I did a similar idea last year with my fifth graders. I used my fifth grade class wiki, had each student set up their own wikipage. Their homework after each tech class was to summarize in a journal format what happened during class. Since each child could read everyone else's summary, and ask questions by editing the page, it seemed like a good idea to me.
Did it work well? Did students read each others' entries? Do you think it was worthwhile?

It sounds like all students had the same assignment in your case, where you'd have multiple summaries of the same classroom activity. I'm thinking of it more as a rotating responsibility -- basically assigning a different student each day, so they'd be responsible for it about once a month -- and creating some sort of archiving/navigating structure so it's possible to find out what happened on any day of the course. But the less I have to do after the fact (linking from a calendar, for example, or creating a navigation hierarchy) the better, because I'll be faced with 6 a day.

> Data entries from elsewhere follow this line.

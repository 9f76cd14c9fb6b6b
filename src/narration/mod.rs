//! Narration: script writing and per-sentence speech synthesis.
//!
//! The [`NarrationTimeline`] built here is measured from rendered audio and is
//! the only duration authority downstream. Nothing after this stage estimates
//! timing from text.

mod script;
mod synthesizer;

pub use script::{split_sentences, ScriptWriter};
pub use synthesizer::{Narration, NarrationSynthesizer};

use crate::error::{ReelcutError, Result};
use serde::{Deserialize, Serialize};
use std::str::FromStr;

/// Narrator persona.
#[derive(Debug, Clone, Copy, PartialEq, Eq, Default, Serialize, Deserialize)]
#[serde(rename_all = "lowercase")]
pub enum ScriptStyle {
    #[default]
    Ruthless,
    Educational,
    Comedic,
    Mystery,
}

impl ScriptStyle {
    pub fn as_str(&self) -> &'static str {
        match self {
            ScriptStyle::Ruthless => "ruthless",
            ScriptStyle::Educational => "educational",
            ScriptStyle::Comedic => "comedic",
            ScriptStyle::Mystery => "mystery",
        }
    }
}

impl std::fmt::Display for ScriptStyle {
    fn fmt(&self, f: &mut std::fmt::Formatter<'_>) -> std::fmt::Result {
        f.write_str(self.as_str())
    }
}

impl FromStr for ScriptStyle {
    type Err = ReelcutError;

    fn from_str(s: &str) -> Result<Self> {
        match s.trim().to_lowercase().as_str() {
            "ruthless" => Ok(ScriptStyle::Ruthless),
            "educational" | "edu" => Ok(ScriptStyle::Educational),
            "comedic" | "comedy" => Ok(ScriptStyle::Comedic),
            "mystery" => Ok(ScriptStyle::Mystery),
            other => Err(ReelcutError::InvalidInput(format!(
                "Unknown narration style '{}'. Use ruthless, educational, comedic or mystery",
                other
            ))),
        }
    }
}

/// Sentences to be spoken, in order. Immutable once written.
#[derive(Debug, Clone, PartialEq, Serialize, Deserialize)]
pub struct NarrationScript {
    pub sentences: Vec<String>,
    pub style: ScriptStyle,
    pub mood: String,
    pub target_words: usize,
    pub target_seconds: f64,
}

impl NarrationScript {
    pub fn text(&self) -> String {
        self.sentences.join(" ")
    }

    pub fn word_count(&self) -> usize {
        self.sentences.iter().map(|s| s.split_whitespace().count()).sum()
    }
}

/// Measured timing of one rendered sentence, as offsets into the narration audio.
#[derive(Debug, Clone, PartialEq, Serialize, Deserialize)]
pub struct SentenceTiming {
    pub sentence: String,
    pub start: f64,
    pub end: f64,
    pub duration: f64,
}

/// Contiguous, monotonically increasing sentence timings.
///
/// Only [`TimelineBuilder`] appends entries, so `entries[i].end ==
/// entries[i + 1].start` always holds.
#[derive(Debug, Clone, Default, PartialEq, Serialize, Deserialize)]
pub struct NarrationTimeline {
    entries: Vec<SentenceTiming>,
}

impl NarrationTimeline {
    pub fn entries(&self) -> &[SentenceTiming] {
        &self.entries
    }

    pub fn len(&self) -> usize {
        self.entries.len()
    }

    pub fn is_empty(&self) -> bool {
        self.entries.is_empty()
    }

    /// End of the last sentence, 0 when empty.
    pub fn total_duration(&self) -> f64 {
        self.entries.last().map(|e| e.end).unwrap_or(0.0)
    }
}

/// Appends measured sentences with a running offset.
#[derive(Debug, Default)]
pub struct TimelineBuilder {
    entries: Vec<SentenceTiming>,
    running: f64,
}

impl TimelineBuilder {
    pub fn new() -> Self {
        Self::default()
    }

    /// Append a sentence that rendered to `measured` seconds.
    pub fn push(&mut self, sentence: impl Into<String>, measured: f64) -> Result<&SentenceTiming> {
        if !measured.is_finite() || measured <= 0.0 {
            return Err(ReelcutError::Synthesis(format!(
                "measured duration {} is not positive",
                measured
            )));
        }

        let start = self.running;
        let end = start + measured;
        self.running = end;
        self.entries.push(SentenceTiming {
            sentence: sentence.into(),
            start,
            end,
            duration: end - start,
        });
        Ok(&self.entries[self.entries.len() - 1])
    }

    pub fn len(&self) -> usize {
        self.entries.len()
    }

    pub fn is_empty(&self) -> bool {
        self.entries.is_empty()
    }

    pub fn build(self) -> NarrationTimeline {
        NarrationTimeline {
            entries: self.entries,
        }
    }
}

#[cfg(test)]
pub(crate) fn timeline_of(durations: &[(&str, f64)]) -> NarrationTimeline {
    let mut builder = TimelineBuilder::new();
    for (sentence, d) in durations {
        builder.push(*sentence, *d).unwrap();
    }
    builder.build()
}

#[cfg(test)]
mod tests {
    use super::*;

    #[test]
    fn test_timeline_is_contiguous() {
        let timeline = timeline_of(&[("One.", 1.37), ("Two two.", 2.91), ("Three.", 0.4), ("Four.", 5.05)]);
        let entries = timeline.entries();
        assert_eq!(entries[0].start, 0.0);
        for pair in entries.windows(2) {
            assert!((pair[0].end - pair[1].start).abs() < 1e-9);
        }
        for e in entries {
            assert!((e.duration - (e.end - e.start)).abs() < 1e-9);
        }
        assert!((timeline.total_duration() - 9.73).abs() < 1e-9);
    }

    #[test]
    fn test_builder_rejects_bad_measurements() {
        let mut builder = TimelineBuilder::new();
        assert!(builder.push("zero", 0.0).is_err());
        assert!(builder.push("nan", f64::NAN).is_err());
        assert!(builder.is_empty());
        assert_eq!(NarrationTimeline::default().total_duration(), 0.0);
    }

    #[test]
    fn test_style_parsing() {
        assert_eq!("Mystery".parse::<ScriptStyle>().unwrap(), ScriptStyle::Mystery);
        assert_eq!("comedy".parse::<ScriptStyle>().unwrap(), ScriptStyle::Comedic);
        assert!("grumpy".parse::<ScriptStyle>().is_err());
    }
}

If you use a blog platform like Edublogs, you could have one blog with you as administrator, have each class under its own category , then add students as users in different roles eg editor, author etc. You could add students the week before instead of all in one hit. Here is a link to using a class blog and how to set them up http://theedublogger.com/2010/01/05/week-1-create-a-class-blog/
Or rather than a rotated responsibility, perhaps the wikispace is the best application. One student could be responsible for initiating the entry and then other members of the class could be responsible for editing and revising the entry. GoogleDocs or WriteWithMe might be interesting. More than one student can edit at the same time.
Are you looking for an ejournal? An electronic form of the traditional notebook? I suppose I might try using the blogs and discussions on Ning or another social network platform to do this. I teach 5-6 and last year I began using blogs on Ning to journal.